What the exercise asks: Print each line from the start of the records below up through the line where "match is the" is found, exactly as given.

Source information:
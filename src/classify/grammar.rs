//! Tier 1: structured layer-name grammar
//!
//! Parses the fixed hyphen-delimited sequence
//! `DISCIPLINE-CATEGORY-TYPE-[ATTRIBUTES…]-PHASE-GEOMETRY` against the
//! closed vocabularies in [`super::vocabulary`]. A full match is the
//! strongest evidence the system has and scores confidence 0.95; any
//! out-of-vocabulary token means this is not a structured name and the
//! tier reports no match.

use tracing::debug;

use super::vocabulary as vocab;
use super::{Classification, ClassifierTier, ClassifyStrategy};
use crate::types::{keys, ObjectType, PropertyBag, PropertyValue, UtilitySystem};

/// Confidence assigned to a full structured-grammar match
pub const GRAMMAR_CONFIDENCE: f64 = 0.95;

/// The structured-grammar classification strategy
#[derive(Debug, Default)]
pub struct GrammarStrategy;

impl GrammarStrategy {
    pub fn new() -> Self {
        GrammarStrategy
    }
}

impl ClassifyStrategy for GrammarStrategy {
    fn name(&self) -> &'static str {
        "grammar"
    }

    fn classify(&self, layer_name: &str, _block_name: Option<&str>) -> Option<Classification> {
        let canonical = layer_name.trim().to_ascii_uppercase();
        let tokens: Vec<&str> = canonical.split('-').collect();

        // DISC-CAT-TYPE-PHASE-GEOM is the shortest legal sequence.
        if tokens.len() < 5 {
            return None;
        }

        let discipline = tokens[0];
        let category = tokens[1];
        let type_token = tokens[2];
        let geometry_token = tokens[tokens.len() - 1];
        let phase = tokens[tokens.len() - 2];
        let attribute_tokens = &tokens[3..tokens.len() - 2];

        if !vocab::is_discipline(discipline) || !vocab::is_phase(phase) {
            return None;
        }
        let type_vocab = vocab::type_vocabulary(category)?;
        if !type_vocab.contains(&type_token) {
            return None;
        }
        let geometry_class = vocab::geometry_class(geometry_token)?;

        let mut properties = PropertyBag::new();
        properties.insert(
            keys::DISCIPLINE.to_string(),
            PropertyValue::Text(discipline.to_string()),
        );
        properties.insert(
            keys::CATEGORY.to_string(),
            PropertyValue::Text(category.to_string()),
        );

        for token in attribute_tokens {
            let (key, value) = vocab::parse_attribute(token)?;
            properties.insert(key.to_string(), value);
        }

        properties.insert(
            keys::PHASE.to_string(),
            PropertyValue::Text(phase.to_string()),
        );

        // Annotation geometry validates but names no object.
        let geometry_class = geometry_class?;
        let object_type = vocab::resolve_object_type(category, type_token, geometry_class)?;

        match object_type {
            ObjectType::UtilityLine
            | ObjectType::UtilityStructure
            | ObjectType::ServiceConnection => {
                let system = UtilitySystem::parse(type_token)?;
                properties.insert(
                    keys::UTILITY_SYSTEM.to_string(),
                    PropertyValue::Text(system.token().to_string()),
                );
            }
            ObjectType::Contour => {
                let class = if type_token == "MAJR" { "major" } else { "minor" };
                properties.insert(
                    keys::CONTOUR_CLASS.to_string(),
                    PropertyValue::Text(class.to_string()),
                );
            }
            ObjectType::SurfaceModel => {
                properties.insert(
                    keys::SURFACE_KIND.to_string(),
                    PropertyValue::Text(type_token.to_ascii_lowercase()),
                );
            }
            ObjectType::Bmp => {
                properties.insert(
                    keys::BMP_KIND.to_string(),
                    PropertyValue::Text(type_token.to_ascii_lowercase()),
                );
            }
            _ => {}
        }

        debug!(layer = %canonical, object_type = %object_type, "structured grammar match");

        Some(Classification {
            object_type,
            confidence: GRAMMAR_CONFIDENCE,
            properties,
            canonical_layer_name: Some(canonical),
            tier: Some(ClassifierTier::Grammar),
        })
    }
}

Response to this task:
filename src/classify/grammar.rs
//! Tier 1: structured layer-name grammar
//!
//! Parses the fixed hyphen-delimited sequence
//! `DISCIPLINE-CATEGORY-TYPE-[ATTRIBUTES…]-PHASE-GEOMETRY` against the
//! closed vocabularies in [`super::vocabulary`]. A full match is the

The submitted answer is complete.